TO DO: Return the following from the records below: each line, word for word, starting with the line that contains "self.cache.write().await.remove(&id);" and going on through the line that contains "if let Some(twin)", with nothing outside that range.

[RECORD SET]

//! Read-through caching decorator for a [`TwinDb`].

use std::collections::HashMap;
use std::sync::Arc;

use async_trait::async_trait;
use tokio::sync::RwLock;

use crate::error::DirectoryError;
use crate::identity::Identity;

use super::{Twin, TwinDb};

/// Caches twin records without expiry.
///
/// Records only change when a twin migrates relays or rotates its e2e key,
/// so a non-expiring cache is the default. After a signature verification
/// failure that may be caused by a stale key, call [`invalidate`] and
/// re-fetch.
///
/// [`invalidate`]: CachedTwinDb::invalidate
pub struct CachedTwinDb {
    inner: Arc<dyn TwinDb>,
    cache: RwLock<HashMap<u32, Twin>>,
}

impl CachedTwinDb {
    pub fn new(inner: Arc<dyn TwinDb>) -> Self {
        Self {
            inner,
            cache: RwLock::new(HashMap::new()),
        }
    }

    /// Drop the cached record for `id`, forcing the next `get` through to
    /// the backend.
    pub async fn invalidate(&self, id: u32) {
        self.cache.write().await.remove(&id);
    }
}

#[async_trait]
impl TwinDb for CachedTwinDb {
    async fn get(&self, id: u32) -> Result<Twin, DirectoryError> {
        if let Some(twin) = self.cache.read().await.get(&id) {
            return Ok(twin.clone());
        }

        let twin = self.inner.get(id).await?;
        self.cache.write().await.insert(id, twin.clone());
        Ok(twin)
    }

    async fn get_by_public_key(&self, public_key: &[u8]) -> Result<u32, DirectoryError> {
        self.inner.get_by_public_key(public_key).await
    }

    async fn update_self(
        &self,
        identity: &Identity,
        relay: &str,
        e2e_key: &[u8],
    ) -> Result<(), DirectoryError> {
        self.inner.update_self(identity, relay, e2e_key).await?;
        // our own record changed; drop everything rather than track which
        // id it maps to
        self.cache.write().await.clear();
        Ok(())
    }
}
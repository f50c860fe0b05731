//! End-to-end payload encryption.
//!
//! The symmetric key is SHA-256 of the ECDH shared point's x-coordinate
//! (secp256k1). Ciphertext framing is `nonce || AES-256-GCM(plaintext)`
//! with an empty AAD — callers must not rely on associated data.

use aes_gcm::aead::{Aead, KeyInit};
use aes_gcm::{Aes256Gcm, Nonce};
use k256::ecdh::diffie_hellman;
use k256::{PublicKey, SecretKey};
use rand::rngs::OsRng;
use rand::RngCore;
use sha2::{Digest, Sha256};

use crate::error::EnvelopeError;

/// AES-GCM nonce length prepended to every ciphertext.
pub const NONCE_SIZE: usize = 12;

fn shared_key(secret: &SecretKey, public_key: &[u8]) -> Result<[u8; 32], EnvelopeError> {
    let remote = PublicKey::from_sec1_bytes(public_key)
        .map_err(|_| EnvelopeError::BadCipher("could not parse twin public key".into()))?;
    let shared = diffie_hellman(secret.to_nonzero_scalar(), remote.as_affine());
    Ok(Sha256::digest(shared.raw_secret_bytes()).into())
}

fn aead(key: &[u8; 32]) -> Result<Aes256Gcm, EnvelopeError> {
    Aes256Gcm::new_from_slice(key)
        .map_err(|_| EnvelopeError::BadCipher("failed to create AEAD".into()))
}

/// Encrypt `plaintext` for the twin owning `public_key`.
pub fn encrypt(
    secret: &SecretKey,
    public_key: &[u8],
    plaintext: &[u8],
) -> Result<Vec<u8>, EnvelopeError> {
    let cipher = aead(&shared_key(secret, public_key)?)?;

    let mut nonce = [0u8; NONCE_SIZE];
    OsRng.fill_bytes(&mut nonce);

    let sealed = cipher
        .encrypt(Nonce::from_slice(&nonce), plaintext)
        .map_err(|_| EnvelopeError::BadCipher("encryption failed".into()))?;

    let mut out = Vec::with_capacity(NONCE_SIZE + sealed.len());
    out.extend_from_slice(&nonce);
    out.extend_from_slice(&sealed);
    Ok(out)
}

/// Decrypt a ciphertext produced by the twin owning `public_key`.
pub fn decrypt(
    secret: &SecretKey,
    public_key: &[u8],
    data: &[u8],
) -> Result<Vec<u8>, EnvelopeError> {
    if data.len() < NONCE_SIZE {
        return Err(EnvelopeError::BadCipher("invalid cipher".into()));
    }

    let cipher = aead(&shared_key(secret, public_key)?)?;
    cipher
        .decrypt(Nonce::from_slice(&data[..NONCE_SIZE]), &data[NONCE_SIZE..])
        .map_err(|_| EnvelopeError::BadCipher("could not decrypt message".into()))
}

[/RECORD SET]

RESPONSE TO THIS TASK:
        self.cache.write().await.remove(&id);
    }
}

#[async_trait]
impl TwinDb for CachedTwinDb {
    async fn get(&self, id: u32) -> Result<Twin, DirectoryError> {
        if let Some(twin) = self.cache.read().await.get(&id) {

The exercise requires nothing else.